German Pilots' Union Strikes, Threatens Further Action

 - August 29, 2014, 10:36 AM
Pilots with Vereinigung Cockpit are shown on a previous 'Walkout for Safety.' Pilots flying for Germanwings struck for six hours on Friday. (Photo: Vereinigung Cockpit)

Unionized pilots with Lufthansa-owned low-fare carrier Germanwings staged a six-hour strike on Friday after negotiations between the airline and pilots over early retirement benefits broke down. The Vereinigung Cockpit union representing pilots with Lufthansa, Lufthansa Cargo and Germanwings said it would continue planning industrial actions “until the point of agreement.”

The strike from 6 a.m. to noon Germany time disrupted the travel plans of thousands of people, as Cologne-based Germanwings cancelled 116 flights, Reuters reported. It coincided with the end of school holidays in Thuringia and Saxony, Lufthansa noted.
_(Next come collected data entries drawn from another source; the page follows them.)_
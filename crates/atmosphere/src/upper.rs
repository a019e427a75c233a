//! Empirical log-density fits between 86 and 1000 km geometric altitude.

use decay_core::units::kg_m3_to_kg_km3;

/// Quartic fit of ln(ρ[kg/m³]) over the altitude band (floor, ceiling] km.
#[derive(Debug, Clone, Copy, PartialEq)]
pub struct DensityPolynomial {
    pub floor_km: f64,
    pub ceiling_km: f64,
    /// Coefficients of z⁴, z³, z², z and the constant term, z in km.
    pub coefficients: [f64; 5],
}

impl DensityPolynomial {
    const fn new(floor_km: f64, ceiling_km: f64, coefficients: [f64; 5]) -> Self {
        Self {
            floor_km,
            ceiling_km,
            coefficients,
        }
    }

    pub fn contains(&self, altitude_km: f64) -> bool {
        altitude_km > self.floor_km && altitude_km <= self.ceiling_km
    }

    /// ln(ρ) with ρ in kg/m³.
    pub fn log_density(&self, altitude_km: f64) -> f64 {
        let [a, b, c, d, e] = self.coefficients;
        (((a * altitude_km + b) * altitude_km + c) * altitude_km + d) * altitude_km + e
    }

    pub fn density_kg_km3(&self, altitude_km: f64) -> f64 {
        kg_m3_to_kg_km3(self.log_density(altitude_km).exp())
    }
}

/// Ten contiguous bands covering (86, 1000] km.
pub const UPPER_BANDS: [DensityPolynomial; 10] = [
    DensityPolynomial::new(
        86.0,
        91.0,
        [0.0, -3.322622e-06, 9.111460e-04, -0.2609971, 5.944694],
    ),
    DensityPolynomial::new(
        91.0,
        100.0,
        [0.0, 2.873405e-05, -0.008492037, 0.6541179, -23.62010],
    ),
    DensityPolynomial::new(
        100.0,
        110.0,
        [-1.240774e-05, 0.005162063, -0.8048342, 55.55996, -1443.338],
    ),
    DensityPolynomial::new(
        110.0,
        120.0,
        [0.0, -8.854164e-05, 0.03373254, -4.390837, 176.5294],
    ),
    DensityPolynomial::new(
        120.0,
        150.0,
        [3.661771e-07, -2.154344e-04, 0.04809214, -4.884744, 172.3597],
    ),
    DensityPolynomial::new(
        150.0,
        200.0,
        [1.906032e-08, -1.527799e-05, 0.004724294, -0.6992340, 20.50921],
    ),
    DensityPolynomial::new(
        200.0,
        300.0,
        [1.199282e-09, -1.451051e-06, 6.910474e-04, -0.1736220, -5.321644],
    ),
    DensityPolynomial::new(
        300.0,
        500.0,
        [1.140564e-10, -2.130756e-07, 1.570762e-04, -0.07029296, -12.89844],
    ),
    DensityPolynomial::new(
        500.0,
        750.0,
        [8.105631e-12, -2.358417e-09, -2.635110e-06, -0.01562608, -20.02246],
    ),
    DensityPolynomial::new(
        750.0,
        1_000.0,
        [-3.701195e-12, -8.608611e-09, 5.118829e-05, -0.06600998, -6.137674],
    ),
];

/// Select the band whose (floor, ceiling] range holds `altitude_km`.
pub(crate) fn find_polynomial(
    bands: &[DensityPolynomial],
    altitude_km: f64,
) -> Option<&DensityPolynomial> {
    let index = bands.partition_point(|band| band.ceiling_km < altitude_km);
    bands.get(index).filter(|band| band.contains(altitude_km))
}

#[cfg(test)]
mod tests {
    use super::*;

    #[test]
    fn bands_partition_the_upper_range() {
        assert_eq!(UPPER_BANDS[0].floor_km, 86.0);
        assert_eq!(UPPER_BANDS[9].ceiling_km, 1_000.0);
        for pair in UPPER_BANDS.windows(2) {
            assert_eq!(pair[0].ceiling_km, pair[1].floor_km);
        }
    }

    #[test]
    fn band_ceiling_is_inclusive() {
        assert_eq!(find_polynomial(&UPPER_BANDS, 91.0).unwrap().floor_km, 86.0);
        assert_eq!(find_polynomial(&UPPER_BANDS, 91.000_1).unwrap().floor_km, 91.0);
        assert_eq!(find_polynomial(&UPPER_BANDS, 1_000.0).unwrap().floor_km, 750.0);
        assert!(find_polynomial(&UPPER_BANDS, 86.0).is_none());
        assert!(find_polynomial(&UPPER_BANDS, 1_000.1).is_none());
    }
}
The pilots union, which conducted a three-day nationwide strike in April, wants to maintain the early retirement age of 55 with corresponding pay benefit. It argues that the dispute with Lufthansa is solely about the early retirement provision “which should continue in the future to enable a timely exit from the particular stresses of pilots’ professional life… Vereinigung Cockpit is fighting against the deep cuts in the provision of hard fought social benefits.”

For the disputed “transitional benefits,” Lufthansa proposes raising the early retirement age from 55 to 60 for younger employees, depending on length of service with the company. The longer employees have served with the carrier, the less they would be affected. Lufthansa said that it proposed in a letter earlier in the week to resume negotiations “primarily…to specify an orderly process and a timetable for further negotiations.” After talks broke down on August 28, the airline said that it was focused on limiting the impact of the Germanwings strike.

“We are very disappointed that we cannot avert strike action. The impression given is that the Vereinigung Cockpit pilots’ union had already decided to strike,” said Bettina Volkens, Deutsche Lufthansa chief officer for human resources and legal matters. “It is unrealistic to expect to reach agreement on a new model for sustainable transitional benefits in the course of a single day.”